# Association of depressive symptoms, physical function, and cardiovascular disease risk in middle-aged and elderly Chinese

**Authors:** Miao Li, Shuo Zhuang, Yan Gao

PMC · DOI: 10.3389/fmed.2025.1513614 · Frontiers in Medicine · 2025-05-14

## TL;DR

The study finds that middle-aged and elderly Chinese with both depressive symptoms and physical dysfunction have a higher risk of cardiovascular disease.

## Contribution

The study identifies a combined effect of depressive symptoms and physical dysfunction on increased cardiovascular disease risk in Chinese adults.

## Key findings

- Individuals with both depressive symptoms and physical dysfunction had an 88% higher risk of overall CVD.
- They had a 145% higher risk of coronary heart disease compared to those without symptoms or dysfunction.
- The highest risk was observed in people aged 60 or younger with both conditions.

## Abstract

Current research suggests that depressive symptoms and physical function increase the risk of developing cardiovascular disease (CVD), but how these factors interact to increase the risk of CVD remains unclear. Therefore, we used data from Chinese middle-aged and older adults to investigate the relationship between depressive symptoms and physical function and CVD risk.

Using information from the China Health and Retirement Longitudinal Study (CHARLS), we examined the relationship between depressive symptoms, physical functioning, and CVD risk in middle-aged and older Chinese adults. The subsequent seven-year endeavor, which ran from 2011 to 2018, enrolled Chinese adults who were middle-aged and older (≥45 years). The exposures of interest were symptoms of depression and physical impairment. To measure depression symptoms, the Center for Epidemiological Studies Depression Scale (CESD-10) was used. The physical disability was ascertained using the physical mobility function. Its principal endpoint was the incidence of CVD. Cox proportional hazards regression methods has been applied to ascertain 95% of the hazard ratios (HRs) and confidence intervals (CIs). Cox multivariate regression and stratified interaction analysis analyses were employed to investigate the association between depressive symptoms, physical functioning, and CVD.
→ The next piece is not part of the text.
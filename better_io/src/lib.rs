pub use buf_read::BetterBufRead;
pub use buf_reader::BetterBufReader;

mod buf_read;
mod buf_reader;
A total of 1980 people were included, of whom the mean age of the participants was 56.4 ± 7.7 years, of whom 1,013 (51.2%) were women. During the maximum follow-up period of 7 years, 303 (15.3%) suffered from cardiovascular disease, of whom 246 (12.4%) had heart disease and 72 (3.6%) suffered from stroke. Compared with those with NDS (no depressive symptoms) (CESD <10) and NPD (no physical dysfunction), those with both DS (depressive symptoms) (CESD ≥10) and PD (physical dysfunction) had the highest risk of overall CVD (adjusted hazard ratio [HR], 1.88; 95% CI 1.18 to 3), coronary heart disease (HR, 2.45; 95% CI 1.44 to 4.18) and stroke (HR, 0.45; 95% CI 0.15 to 1.31), which were most common in people aged 60 years or younger.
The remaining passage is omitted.